Damage to the elevator: (a) gap between the cabin doors at level three after test FB-5, (b) gap between the cabin doors at level three after test FB-6, (c) damage to the upper west corner of the door and hoistway enclosure at the third level after test FB-6.

Levels 1–3: Cold-Formed Steel (CFS) Balloon Framing Overlaid with Synthetic Stucco

Visual inspection of the CFS balloon framing was performed for its accessible components, namely the interior gypsum boards, the exterior finishing system and visible connecting clips with associated powder-actuated fasteners or concrete screw anchors.
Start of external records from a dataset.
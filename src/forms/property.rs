use serde::Deserialize;
use validator::{Validate, ValidationError};

use crate::domain::filter::FilterSpec;
use crate::domain::property::NewProperty;
use crate::domain::types::{
    ImageUrl, OwnerId, Price, PropertyAddress, PropertyDescription, PropertyName, PropertyType,
    RoomCount, SquareMeters,
};
use crate::forms::FormError;
use crate::pagination::DEFAULT_PAGE_SIZE;

fn default_property_type() -> String {
    PropertyType::default().as_str().to_string()
}

fn default_available() -> bool {
    true
}

fn validate_property_type(value: &str) -> Result<(), ValidationError> {
    if PropertyType::from_token(value).is_some() {
        Ok(())
    } else {
        Err(ValidationError::new("property_type").with_message("Invalid property type".into()))
    }
}

fn validate_http_scheme(value: &str) -> Result<(), ValidationError> {
    let lower = value.trim().to_ascii_lowercase();
    if lower.starts_with("http://") || lower.starts_with("https://") {
        Ok(())
    } else {
        Err(ValidationError::new("image_url").with_message("Invalid URL format".into()))
    }
}

#[derive(Debug, Clone, Deserialize, Validate)]
#[serde(rename_all = "camelCase")]
/// Payload for creating a property or replacing all of its fields.
pub struct PropertyForm {
    /// Reference to the owner.
    #[validate(length(min = 1, message = "Owner ID is required"))]
    pub owner_id: String,
    #[validate(length(min = 3, max = 100, message = "Name must be between 3 and 100 characters"))]
    pub name: String,
    #[validate(length(
        min = 5,
        max = 200,
        message = "Address must be between 5 and 200 characters"
    ))]
    pub address: String,
    /// Asking price as a decimal amount.
    #[validate(range(min = 0.0, message = "Price must be a positive value"))]
    pub price: f64,
    #[validate(url(message = "Invalid URL format"), custom(function = "validate_http_scheme"))]
    pub image_url: String,
    #[serde(default)]
    pub description: Option<String>,
    #[validate(range(min = 0, max = 50, message = "Bedrooms must be between 0 and 50"))]
    #[serde(default)]
    pub bedrooms: Option<i32>,
    #[validate(range(min = 0, max = 20, message = "Bathrooms must be between 0 and 20"))]
    #[serde(default)]
    pub bathrooms: Option<i32>,
    #[validate(range(exclusive_min = 0.0, message = "Square meters must be greater than 0"))]
    #[serde(default)]
    pub square_meters: Option<f64>,
    /// Property type token; unknown tokens are rejected.
    #[validate(custom(function = "validate_property_type"))]
    #[serde(default = "default_property_type")]
    pub property_type: String,
    #[serde(default = "default_available")]
    pub is_available: bool,
}

impl TryFrom<PropertyForm> for NewProperty {
    type Error = FormError;

    fn try_from(form: PropertyForm) -> Result<Self, Self::Error> {
        form.validate()?;

        let description = form
            .description
            .map(|s| s.trim().to_string())
            .filter(|s| !s.is_empty())
            .map(PropertyDescription::new)
            .transpose()?;

        Ok(NewProperty {
            owner_id: OwnerId::new(form.owner_id)?,
            name: PropertyName::new(form.name)?,
            address: PropertyAddress::new(form.address)?,
            price: Price::from_amount(form.price)?,
            image_url: ImageUrl::new(form.image_url)?,
            description,
            bedrooms: form.bedrooms.map(RoomCount::new).transpose()?,
            bathrooms: form.bathrooms.map(RoomCount::new).transpose()?,
            square_meters: form.square_meters.map(SquareMeters::new).transpose()?,
            property_type: form.property_type.parse()?,
            is_available: form.is_available,
        })
    }
}

#[derive(Debug, Clone, Default, Deserialize, PartialEq)]
#[serde(rename_all = "camelCase")]
/// Catalog search parameters as they appear in a URL query string.
pub struct SearchQuery {
    pub name: Option<String>,
    pub address: Option<String>,
    pub min_price: Option<f64>,
    pub max_price: Option<f64>,
    pub property_type: Option<String>,
    pub is_available: Option<bool>,
    pub page_number: Option<i64>,
    pub page_size: Option<i64>,
}

impl SearchQuery {
    /// Parses `name=loft&minPrice=100000&pageNumber=2` style input.
    pub fn parse(query: &str) -> Result<Self, FormError> {
        let query = query.trim_start_matches('?');
        Ok(serde_html_form::from_str(query)?)
    }
}

impl From<SearchQuery> for FilterSpec {
    fn from(query: SearchQuery) -> Self {
        FilterSpec {
            name: query.name,
            address: query.address,
            min_price: query.min_price,
            max_price: query.max_price,
            property_type: query.property_type,
            is_available: query.is_available,
            page_number: query.page_number.unwrap_or(1),
            page_size: query.page_size.unwrap_or(DEFAULT_PAGE_SIZE as i64),
        }
    }
}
Results in the following section refer to damage to the sides of the balloon framed facade, which moved mainly in-plane (i.e., the faces parallel to the direction of motion), as these sides experienced more significant damage than the faces moving mainly out-of-plane. During the BI test phase, the only elements of the CFS balloon framing that exhibited damage were the interior gypsum boards. Namely, they suffered minor damage in the form of drywall plaster and tape cracking and incipient screw pullout. Figure 3a depicts the damage state observed for each component as a function of the maximum of the peak interstory drift ratios at the three lower levels (PIDR_L1–L3) during the FB tests. Tests FB-1 and FB-2 are grouped together, as their PIDRs_L1–L3 were similar. This plot shows that in general damage to the balloon-framed facade is correlated with interstory drift demands, as the intensity of damage increases with increasing PIDRs_L1–L3.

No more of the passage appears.